Tras la batería de medidas tributarias anunciadas ayer por la ministra de Hacienda y Función Pública, María Jesús Montero, se suceden las declaraciones de distintos colectivos y agrupaciones políticas.
La Asociación de Inspectores de Hacienda (IHE) critica el oportunismo de la medida: “No es apropiado el uso del sistema fiscal con fines electorales. Las rebajas o subidas de impuestos se deben realizar en función de las necesidades del gasto público, adaptado a las necesidades del país.” Sin embargo, este colectivo valora: “Nos parece positivo que se bajen impuestos a aquellas rentas más bajas y se exija más a los que más tienen, por establecerlo así nuestra constitución, que ordena el diseño de un sistema tributario progresivo y basado en la capacidad económica de los contribuyentes.”
En relación con el nuevo tributo a las grandes fortunas, desde la Asociación puntualizan que "debe evitar reproducir los problemas que tiene el impuesto sobre el patrimonio, y no ser tan vulnerable a su elusión mediante una sencilla planificación fiscal, que provoca que los que más tienen no paguen, y termine soportándolo un sector de la clase media, que no tiene dimensión suficiente para crear una estructura societaria que eluda la tributación."

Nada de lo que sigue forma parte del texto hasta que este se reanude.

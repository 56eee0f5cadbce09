//! Audio Tag Extraction
//!
//! A [`MetadataReader`] backed by the `lofty` crate. It supports ID3v2,
//! Vorbis Comments, MP4 atoms, APE tags and RIFF INFO.
//!
//! ## Overview
//!
//! - Maps tag items onto the closed [`TagKey`] vocabulary; items without a
//!   counterpart are dropped
//! - Normalizes text values (whitespace collapsed, control characters removed)
//! - Reports technical properties (duration, bitrate, sample rate, size)
//! - Falls back to a sibling `.lrc` file when the tag carries no lyrics
//! - Picks up folder images (`cover.jpg`, `folder.jpg`, `artist.jpg`, ...)
//! - Never fails the read: corrupt or unsupported files come back with
//!   [`KeyValues::errors`] filled in
//!
//! ## Usage
//!
//! ```ignore
//! use core_metadata::{LoftyMetadataReader, MetadataReader, TagKey};
//!
//! let reader = LoftyMetadataReader::new();
//! let values = reader.read(&audio_file).await;
//! println!("Title: {:?}", values.text(&TagKey::Title));
//! ```

use async_trait::async_trait;
use bridge_traits::storage::AudioFile;
use lofty::config::ParseOptions;
use lofty::file::{AudioFile as _, TaggedFileExt};
use lofty::picture::PictureType;
use lofty::probe::Probe;
use lofty::tag::{Accessor, ItemKey, Tag};
use std::io::Cursor;
use std::path::Path;
use tracing::{debug, warn};

use crate::error::{MetadataError, Result};
use crate::reader::MetadataReader;
use crate::tags::{ImageRef, KeyValues, TagKey};

/// Folder images treated as album art, in order of preference
const ALBUM_ART_FILES: &[&str] = &[
    "cover.jpg",
    "cover.png",
    "folder.jpg",
    "folder.png",
    "front.jpg",
];

/// Folder images treated as artist pictures
const ARTIST_IMAGE_FILES: &[&str] = &["artist.jpg", "artist.png"];

/// Tag reader built on `lofty`
pub struct LoftyMetadataReader {
    parse_options: ParseOptions,
    /// Names of configured classification types read from free-form tag items
    classification_types: Vec<String>,
}

impl LoftyMetadataReader {
    pub fn new() -> Self {
        Self {
            parse_options: ParseOptions::new(),
            classification_types: Vec::new(),
        }
    }

    /// Create reader with custom parse options
    pub fn with_options(parse_options: ParseOptions) -> Self {
        Self {
            parse_options,
            ..Self::new()
        }
    }

    /// Also read the given classification types.
    ///
    /// A type named `Occasion` is read from the free-form `OCCASION` item and
    /// reported under `TagKey::Classification("Occasion")`.
    pub fn with_classification_types(mut self, types: Vec<String>) -> Self {
        self.classification_types = types;
        self
    }

    async fn extract(&self, file: &AudioFile) -> Result<KeyValues> {
        let data = tokio::fs::read(&file.path).await?;

        let probe = Probe::new(Cursor::new(&data))
            .options(self.parse_options)
            .guess_file_type()?;
        if probe.file_type().is_none() {
            return Err(MetadataError::UnsupportedFormat(file.path.display().to_string()));
        }
        let tagged_file = probe.read()?;

        let mut values = KeyValues::new();

        let properties = tagged_file.properties();
        values.push(TagKey::Seconds, properties.duration().as_secs_f64());
        if let Some(kbps) = properties.audio_bitrate() {
            values.push(TagKey::Bitrate, i64::from(kbps) * 1000);
        }
        if let Some(sample_rate) = properties.sample_rate() {
            values.push(TagKey::Frequency, i64::from(sample_rate));
        }
        values.push(TagKey::FileSize, data.len() as i64);

        match tagged_file.primary_tag().or_else(|| tagged_file.first_tag()) {
            Some(tag) => self.map_tag(tag, &file.path, &mut values),
            None => debug!(path = %file.path.display(), "No tags found"),
        }

        if !values.contains(&TagKey::Lyrics) {
            if let Some(sidecar) = &file.lyrics_sidecar {
                match tokio::fs::read_to_string(sidecar).await {
                    Ok(lyrics) if !lyrics.trim().is_empty() => {
                        values.push(TagKey::Lyrics, lyrics)
                    }
                    Ok(_) => {}
                    Err(e) => warn!(
                        path = %sidecar.display(),
                        error = %e,
                        "Failed to read lyrics sidecar"
                    ),
                }
            }
        }

        if let Some(folder) = file.path.parent() {
            if let Some(cover) = first_existing(folder, ALBUM_ART_FILES).await {
                values.push(TagKey::AlbumArt, ImageRef::image_file(cover));
            }
            if let Some(portrait) = first_existing(folder, ARTIST_IMAGE_FILES).await {
                values.push(TagKey::ArtistImage, ImageRef::image_file(portrait));
            }
        }

        Ok(values)
    }

    fn map_tag(&self, tag: &Tag, path: &Path, values: &mut KeyValues) {
        let text_items = [
            (ItemKey::TrackTitle, TagKey::Title),
            (ItemKey::TrackArtist, TagKey::Artist),
            (ItemKey::AlbumArtist, TagKey::AlbumArtist),
            (ItemKey::AlbumTitle, TagKey::Album),
            (ItemKey::Unknown("FEATURING".to_string()), TagKey::FeaturingArtist),
            (ItemKey::Performer, TagKey::Singer),
            (ItemKey::Composer, TagKey::Composer),
            (ItemKey::Genre, TagKey::Genre),
            (ItemKey::Mood, TagKey::Mood),
            (ItemKey::Language, TagKey::Language),
            (ItemKey::Lyrics, TagKey::Lyrics),
        ];
        for (item, key) in text_items {
            push_texts(tag, &item, key, values);
        }

        for name in &self.classification_types {
            let item = ItemKey::Unknown(name.to_uppercase());
            push_texts(tag, &item, TagKey::Classification(name.clone()), values);
        }

        let year = tag.year().map(i64::from).or_else(|| {
            tag.get_string(&ItemKey::RecordingDate)
                .and_then(|date| date.get(..4))
                .and_then(|head| head.parse().ok())
        });
        if let Some(year) = year {
            values.push(TagKey::Year, year);
        }
        if let Some(track) = tag.track() {
            values.push(TagKey::TrackNumber, i64::from(track));
        }
        if let Some(disk) = tag.disk() {
            values.push(TagKey::MediaNumber, i64::from(disk));
        }
        if let Some(gain) = tag
            .get_string(&ItemKey::ReplayGainTrackGain)
            .and_then(parse_replay_gain)
        {
            values.push(TagKey::ReplayGain, gain);
        }

        for (index, picture) in tag.pictures().iter().enumerate() {
            if picture.data().is_empty() {
                continue;
            }
            let key = picture_key(picture.pic_type());
            values.push(key, ImageRef::embedded(path, index as u32));
        }
    }
}

impl Default for LoftyMetadataReader {
    fn default() -> Self {
        Self::new()
    }
}

#[async_trait]
impl MetadataReader for LoftyMetadataReader {
    async fn read(&self, file: &AudioFile) -> KeyValues {
        match self.extract(file).await {
            Ok(values) => values,
            Err(e) => {
                warn!(path = %file.path.display(), error = %e, "Metadata extraction failed");
                KeyValues::failed(e.to_string())
            }
        }
    }
}

fn push_texts(tag: &Tag, item: &ItemKey, key: TagKey, values: &mut KeyValues) {
    for text in tag.get_strings(item) {
        // Lyrics keep their line breaks
        let text = match key {
            TagKey::Lyrics => text.trim().to_string(),
            _ => normalize_text(text),
        };
        if !text.is_empty() {
            values.push(key.clone(), text);
        }
    }
}

async fn first_existing(folder: &Path, names: &[&str]) -> Option<std::path::PathBuf> {
    for name in names {
        let candidate = folder.join(name);
        if tokio::fs::try_exists(&candidate).await.unwrap_or(false) {
            return Some(candidate);
        }
    }
    None
}

fn picture_key(picture_type: PictureType) -> TagKey {
    match picture_type {
        PictureType::CoverFront
        | PictureType::CoverBack
        | PictureType::Media
        | PictureType::Leaflet
        | PictureType::Other => TagKey::AlbumArt,
        PictureType::Artist
        | PictureType::LeadArtist
        | PictureType::Band
        | PictureType::Conductor
        | PictureType::Composer
        | PictureType::Lyricist => TagKey::ArtistImage,
        _ => TagKey::SongImage,
    }
}

/// Normalize text metadata
///
/// - Trims leading/trailing whitespace
/// - Normalizes consecutive whitespace to single space
/// - Removes null bytes and control characters
fn normalize_text(text: &str) -> String {
    text.split_whitespace()
        .collect::<Vec<_>>()
        .join(" ")
        .chars()
        .filter(|c| !c.is_control())
        .collect()
}

/// Parse a gain such as `"-6.54 dB"`
fn parse_replay_gain(raw: &str) -> Option<f64> {
    raw.split_whitespace().next()?.parse().ok()
}

#[cfg(test)]
mod tests {
    use super::*;

    #[test]
    fn test_normalize_text() {
        assert_eq!(normalize_text("  Hello   World  "), "Hello World");
        assert_eq!(normalize_text("Title\nWith\tWhitespace"), "Title With Whitespace");
        assert_eq!(normalize_text("Clean Text"), "Clean Text");
        assert_eq!(normalize_text("Nul\u{0}Byte"), "NulByte");
    }

    #[test]
    fn test_parse_replay_gain() {
        assert_eq!(parse_replay_gain("-6.54 dB"), Some(-6.54));
        assert_eq!(parse_replay_gain("+1.20"), Some(1.2));
        assert_eq!(parse_replay_gain("loud"), None);
        assert_eq!(parse_replay_gain(""), None);
    }

    #[test]
    fn test_picture_key() {
        assert_eq!(picture_key(PictureType::CoverFront), TagKey::AlbumArt);
        assert_eq!(picture_key(PictureType::Other), TagKey::AlbumArt);
        assert_eq!(picture_key(PictureType::LeadArtist), TagKey::ArtistImage);
        assert_eq!(picture_key(PictureType::Illustration), TagKey::SongImage);
    }

    #[test]
    fn test_classification_types_builder() {
        let reader =
            LoftyMetadataReader::new().with_classification_types(vec!["Occasion".to_string()]);
        assert_eq!(reader.classification_types, vec!["Occasion".to_string()]);

        let defaults = LoftyMetadataReader::default();
        assert!(defaults.classification_types.is_empty());
        assert_eq!(
            format!("{:?}", defaults.parse_options),
            format!("{:?}", ParseOptions::new())
        );
    }
}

Los inspectores añaden que, a su parecer, “el nuevo impuesto a la solidaridad no debería ser un impuesto coexistente con el del patrimonio, y que debería refundirse en un único impuesto, permanente, y con una gestión estatal, para garantizar la eficiencia en su gestión y control.”
La IHE también apunta a uno de los factores de riesgo devenidos ante la avalancha de modificaciones tributarias: “Si bien razones de coyuntura económica pueden hacer necesarias adaptaciones de algunas figuras tributarias para rebajar la carga tributaria a personas de bajas rentas y a empresas, nos preocupa también los constantes cambios en la fiscalidad, que generan incertidumbre y alejan a los inversores de nuestro país. Tras dos grandes informes de reforma del sistema tributario, España tiene la necesidad de una reforma en profundidad, y no de parches de corte electoralista.”